The car was taped up with 3M 3434 masking tape, and i also removed the badge from the bonnet...










...then took paint readings,everything was fine and healthy 










The high flake content in the paint makes the defects appear quite light:










This angle helps to show them in their true condition slightly better:










As some of you are aware, this week i have had nothing but trouble with sticky paint and this one was no different  The masking tape struggled to stick to the paintwork at times and you could actually feel an "elasticy" surface as you ran your hands over the paint. However once a panel had been machined it felt squeaky clean. This definitley leads us to think it has something to do with a certain product that has been applied to various cars, whether it be supaguard/diamondbrite etc and resists anything you can throw at it when it comes to paint cleansers/IPA/Tardis etc - definitely further investigation needed!

Anyways, as with the Boxter - i settled on Megs #83 and Megs Cutting Pad:










At times this worked perfectly...




























...at times it was a complete pig and it welded itself to the paint leaving these white patches which you've to pretty much scrub off and marr the $hit out the paint...

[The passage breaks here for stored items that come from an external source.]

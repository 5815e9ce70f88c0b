//! Lists, ranges and natural-order indexing.
//!
//! A list alternates items and separators. Indices and ranges are converted to
//! a half-open natural range `[start, end)` against the list length before
//! reading or splicing; negative positions count from the end.

use crate::error::{EvalError, EvalResult};
use crate::node::{AssignOp, Loc, Node, NodeKind};
use crate::value::{Unit, perform, to_number};

/// Half-open index span over a list, plus the direction it was written in.
#[derive(Clone, Copy, Debug, PartialEq, Eq)]
pub struct NaturalRange {
    pub start: i64,
    pub end: i64,
    /// The range was written high-to-low.
    pub reversed: bool,
}

impl NaturalRange {
    /// Convert a numeric index or a range of indices against `len`.
    pub fn of(index: &Node, len: usize) -> EvalResult<Self> {
        let len = i64::try_from(len).unwrap_or(i64::MAX);
        let absolute = |position: i64| if position < 0 { position + len } else { position };
        match &index.kind {
            NodeKind::Range { from, to, exclusive } => {
                let from = absolute(integer(from)?);
                let to = absolute(integer(to)?);
                Ok(if from > to {
                    Self {
                        start: if *exclusive { to + 1 } else { to },
                        end: from + 1,
                        reversed: true,
                    }
                } else {
                    Self {
                        start: from,
                        end: if *exclusive { to } else { to + 1 },
                        reversed: false,
                    }
                })
            }
            _ => {
                let position = absolute(integer(index)?);
                Ok(Self {
                    start: position,
                    end: position + 1,
                    reversed: false,
                })
            }
        }
    }
}

fn integer(node: &Node) -> EvalResult<i64> {
    to_number(node).map(|value| value.trunc() as i64).ok_or_else(|| {
        EvalError::type_error(
            format!("index must be a number, got {}", node.type_name()),
            node,
        )
    })
}

/// Items of a list, skipping separators.
pub fn items(nodes: &[Node]) -> Vec<Node> {
    nodes.iter().step_by(2).cloned().collect()
}

/// First separator of a list, or a space.
pub fn separator(nodes: &[Node], loc: &Loc) -> Node {
    nodes
        .get(1)
        .filter(|node| matches!(node.kind, NodeKind::Separator(_)))
        .cloned()
        .unwrap_or_else(|| Node::new(NodeKind::Separator(" ".to_owned()), loc.clone()))
}

/// Build a list node from items joined by `separator`.
pub fn build(items: Vec<Node>, separator: &Node, loc: Loc) -> Node {
    let mut nodes = Vec::with_capacity(items.len().saturating_mul(2));
    for (position, item) in items.into_iter().enumerate() {
        if position > 0 {
            nodes.push(separator.clone());
        }
        nodes.push(item);
    }
    Node::new(NodeKind::List(nodes), loc)
}

/// Items of any value: a list's items, a range's values, nothing for null, or the value itself.
pub fn items_of(node: &Node) -> EvalResult<Vec<Node>> {
    match &node.kind {
        NodeKind::List(nodes) => Ok(items(nodes)),
        NodeKind::Range { .. } => Ok(Span::of(node)?.values(&node.loc)),
        NodeKind::Null => Ok(Vec::new()),
        _ => Ok(vec![node.clone()]),
    }
}

/// Number of items: list items, range values, or 1 for a scalar.
pub fn length(node: &Node) -> EvalResult<usize> {
    match &node.kind {
        NodeKind::List(nodes) => Ok(nodes.len().div_ceil(2)),
        NodeKind::Range { .. } => Ok(Span::of(node)?.len()),
        _ => Ok(1),
    }
}

/// Numeric bounds of an evaluated range. Values step by one from `from` toward `to`.
#[derive(Clone, Debug)]
pub struct Span {
    pub from: f64,
    pub to: f64,
    pub exclusive: bool,
    unit: Unit,
}

impl Span {
    pub fn of(node: &Node) -> EvalResult<Self> {
        let NodeKind::Range {
            from,
            to,
            exclusive,
        } = &node.kind
        else {
            return Err(EvalError::type_error(
                format!("expected a range, got {}", node.type_name()),
                node,
            ));
        };
        let (Some(start), Some(stop), Some(unit)) = (to_number(from), to_number(to), Unit::of(from))
        else {
            return Err(EvalError::type_error(
                "range bounds must be numbers",
                node,
            ));
        };
        Ok(Self {
            from: start,
            to: stop,
            exclusive: *exclusive,
            unit,
        })
    }

    pub fn descending(&self) -> bool {
        self.from > self.to
    }

    pub fn len(&self) -> usize {
        let distance = (self.to - self.from).abs();
        let whole = distance.floor();
        let count = whole as usize + 1;
        if self.exclusive && (distance - whole).abs() < f64::EPSILON {
            count - 1
        } else {
            count
        }
    }

    pub fn is_empty(&self) -> bool {
        self.len() == 0
    }

    /// Value at `position` in written order.
    pub fn value_at(&self, position: usize, loc: &Loc) -> Node {
        let offset = position as f64;
        let value = if self.descending() {
            self.from - offset
        } else {
            self.from + offset
        };
        self.unit.apply(value, loc.clone())
    }

    pub fn values(&self, loc: &Loc) -> Vec<Node> {
        (0..self.len())
            .map(|position| self.value_at(position, loc))
            .collect()
    }

    /// Materialize as a space-separated list.
    pub fn to_list(&self, loc: &Loc) -> Node {
        let separator = Node::new(NodeKind::Separator(" ".to_owned()), loc.clone());
        build(self.values(loc), &separator, loc.clone())
    }
}

/// Read `object[index]`. Scalar reads out of range yield null; range reads yield a slice.
pub fn read(object: &Node, index: &Node) -> EvalResult<Node> {
    let nodes = match &object.kind {
        NodeKind::List(nodes) => nodes.clone(),
        NodeKind::Range { .. } => match Span::of(object)?.to_list(&object.loc).kind {
            NodeKind::List(nodes) => nodes,
            _ => Vec::new(),
        },
        _ => {
            return Err(EvalError::type_error(
                format!("cannot read an index of {}", object.type_name()),
                object,
            ));
        }
    };
    let len = nodes.len().div_ceil(2);
    let natural = NaturalRange::of(index, len)?;
    let start = clamp(natural.start, len);
    let end = clamp(natural.end, len);

    if !matches!(index.kind, NodeKind::Range { .. }) {
        if natural.start < 0 || start >= len {
            return Ok(Node::null(index.loc.clone()));
        }
        return Ok(nodes
            .get(start.saturating_mul(2))
            .cloned()
            .unwrap_or_else(|| Node::null(index.loc.clone())));
    }
    if start >= end {
        return Ok(Node::new(NodeKind::List(Vec::new()), object.loc.clone()));
    }
    let mut slice = nodes
        .get(start.saturating_mul(2)..end.saturating_mul(2).saturating_sub(1))
        .map(<[Node]>::to_vec)
        .unwrap_or_default();
    if natural.reversed {
        slice.reverse();
    }
    Ok(Node::new(NodeKind::List(slice), object.loc.clone()))
}

fn clamp(position: i64, len: usize) -> usize {
    position.clamp(0, i64::try_from(len).unwrap_or(i64::MAX)) as usize
}

/// Write `value` into `list[index]` with natural-order splice semantics.
///
/// Writes left of the list prepend and writes right of it append, padding any
/// gap with nulls. Compound operators only apply when the index targets exactly
/// one existing item; otherwise the list is returned unchanged.
pub fn splice(list: &Node, index: &Node, op: AssignOp, value: Node) -> EvalResult<Node> {
    let nodes = match &list.kind {
        NodeKind::List(nodes) => nodes.clone(),
        NodeKind::Range { .. } => match Span::of(list)?.to_list(&list.loc).kind {
            NodeKind::List(nodes) => nodes,
            _ => Vec::new(),
        },
        _ => {
            return Err(EvalError::type_error(
                format!("cannot assign to an index of {}", list.type_name()),
                list,
            ));
        }
    };
    let separator = separator(&nodes, &list.loc);
    let mut current = items(&nodes);
    let len = current.len();
    let natural = NaturalRange::of(index, len)?;
    let signed_len = i64::try_from(len).unwrap_or(i64::MAX);

    if let AssignOp::Compound(operator) = op {
        let targets_one = natural.start >= 0
            && natural.end <= signed_len
            && natural.end - natural.start == 1;
        if !targets_one {
            return Ok(list.clone());
        }
        let position = clamp(natural.start, len);
        if let Some(slot) = current.get_mut(position) {
            *slot = perform(operator, slot, &value)?;
        }
        return Ok(build(current, &separator, list.loc.clone()));
    }

    let mut inserted = match value.kind {
        NodeKind::List(nodes) => items(&nodes),
        _ => vec![value],
    };
    if natural.reversed {
        inserted.reverse();
    }
    let padding = |count: i64, loc: &Loc| -> Vec<Node> {
        (0..count.max(0)).map(|_| Node::null(loc.clone())).collect()
    };

    if natural.start < 0 && natural.end <= 0 {
        let mut grown = inserted;
        grown.extend(padding(-natural.end, &index.loc));
        grown.extend(current);
        return Ok(build(grown, &separator, list.loc.clone()));
    }
    if natural.start >= signed_len {
        current.extend(padding(natural.start - signed_len, &index.loc));
        current.extend(inserted);
        return Ok(build(current, &separator, list.loc.clone()));
    }
    let start = clamp(natural.start, len);
    let end = clamp(natural.end, len).max(start);
    let tail = current.split_off(end);
    current.truncate(start);
    current.extend(inserted);
    current.extend(tail);
    Ok(build(current, &separator, list.loc.clone()))
}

I'd started to get a bit tired from the previous night so after correcting the bonnet and roof i called it a night at around 6pm (i think it was about then anyways).

*Day 2*:

An early start again and a looooong day and night was ahead of me with pretty much a whole car to machine twice, so straight back into correcting the paint i went:










*Before*:










*After*:










*50/50 on the door*:










The bumpers were done with a compouding pad and Fast Cut Plus @ 1500rpm's, using the weight of the machine and no more in order to keep temperatures down but to achieve the desired level of correction:



















Finally the correction was done, but i then had to go over the whole car again to refine the finish and nip out any marring/trails left from the polish problems. I used Menzerna Po85rd on a 3M finishing pad @ 1500rpms but even though the paint now felt nice and clean, the polish still didnt work perfectly and i could feel the pad grabbing at the paitwork and not gliding effortlessly like it should. This resulted in full concentration in breaking down the polish without heating the paint up too much and then multiple passes (much more than i usually would) at low rpm's to refine. I closely inspected my work with my LED torch to be 100% sure the finish was perfect - roll on the delivery of the 3M Sun Gun next week!

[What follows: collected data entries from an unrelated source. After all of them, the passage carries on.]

//! Parser interface and the fragment parser used for interpolation.
//!
//! Whole stylesheets come from a [`SourceParser`] supplied by the caller. The
//! evaluator also re-parses interpolated selector and media-query text while it
//! runs; [`FragmentParser`] handles those two start rules on its own.

mod media;
mod selector;

use css_tree::{ErrorKind, EvalError, EvalResult, Loc, MediaQuery, Node, Selector};
use std::rc::Rc;

/// Grammar entry point requested from a parser.
#[derive(Clone, Copy, Debug, PartialEq, Eq)]
pub enum StartRule {
    Stylesheet,
    Selector,
    MediaQuery,
}

/// Context for one parse request.
#[derive(Clone, Debug)]
pub struct ParseOptions {
    /// File the text belongs to.
    pub filename: String,
    pub start_rule: StartRule,
    /// Location of the fragment inside its file, for interpolated text.
    pub loc: Option<Loc>,
}

impl ParseOptions {
    pub fn new(filename: &str, start_rule: StartRule) -> Self {
        Self {
            filename: filename.to_owned(),
            start_rule,
            loc: None,
        }
    }

    #[must_use]
    pub fn at(mut self, loc: Loc) -> Self {
        self.loc = Some(loc);
        self
    }

    /// Location of the first character of the parsed text.
    pub fn base_loc(&self) -> Loc {
        self.loc
            .clone()
            .unwrap_or_else(|| Loc::new(&self.filename, 1, 1))
    }
}

/// Result of a parse, shaped by the start rule.
#[derive(Clone, Debug, PartialEq)]
pub enum Parsed {
    Stylesheet(Vec<Node>),
    Selector(Selector),
    MediaQuery(MediaQuery),
}

/// Turns source text into tree nodes.
pub trait SourceParser {
    /// Parse `source` according to `options.start_rule`.
    ///
    /// # Errors
    /// Returns a parse error when the text does not match the start rule.
    fn parse(&self, source: &str, options: &ParseOptions) -> EvalResult<Parsed>;
}

/// Parses selector and media-query fragments. Stylesheets are rejected.
#[derive(Clone, Copy, Debug, Default)]
pub struct FragmentParser;

impl SourceParser for FragmentParser {
    fn parse(&self, source: &str, options: &ParseOptions) -> EvalResult<Parsed> {
        let base = options.base_loc();
        match options.start_rule {
            StartRule::Selector => selector::parse_selector(source, &base).map(Parsed::Selector),
            StartRule::MediaQuery => {
                media::parse_media_query(source, &base).map(Parsed::MediaQuery)
            }
            StartRule::Stylesheet => Err(EvalError::new(
                ErrorKind::Parse,
                "the fragment parser cannot parse whole stylesheets",
                &base,
            )),
        }
    }
}

/// `base` moved `offset` columns to the right.
pub(crate) fn shifted(base: &Loc, offset: usize) -> Loc {
    let offset = u32::try_from(offset).unwrap_or(u32::MAX);
    Loc {
        filename: Rc::clone(&base.filename),
        line: base.line,
        column: base.column.saturating_add(offset),
    }
}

The G220 would have been an easier choice but *A*) It gives me numb hands after a while and *B*) The Rotary gives a slightly sharper finish than the oribital machines. It may only be 1 or 2% but every little extra helps to achieve that dripping wet look! 

All machine polishing was completed by around 9:30/10pm.

I had a cup of coffee and a packet of crisps and then dusted the car down:










Then to ensure the paint was free from any polishing oils, i went over the car with Menzerna Top Inspection:










LSP was different to the norm. We've been sent a couple of the Raceglaze waxes to try out, so i went with 55. Initial thoughts are very VERY good...










The batteries in my camera were just about dead so no pics of the interior/wheels etc but i managed to get a couple of the tailpipes before i put them on charge:

*Before*  :










*After Mirka 2000 sanding discs, BF Heavy Cut Compound and Megs NXT*:










By the time everything was done it was now the back of *2am*(AAAGGHHH!!!!) so i left the final wipe down till the morning in order to give me 10 mins to get some pics taken in case the owner was early in collecting the car in the morning......





















































































































































































I then got outside to the car to find it had been snowing heavily for the last few hours, so it was after 3 before i was home and asleep :lol:

And that brings us up to this morning. I gave the car a wipe down and a final inspection to make sure i hadnt missed anything the night before 










The weather outside was crap but the sun was still shining through the clouds slightly and into the studio...










Fortunately by the time the owner had arrived to collect it, the weather had perked up a wee bit so i got a last few remaining pics...























































Technically today was meant to be a day off but i've decided to do another car over the weekend so i got it washed and dried this morning before taking the rest of the day off to re-charge and get the sound of the Makita out my head!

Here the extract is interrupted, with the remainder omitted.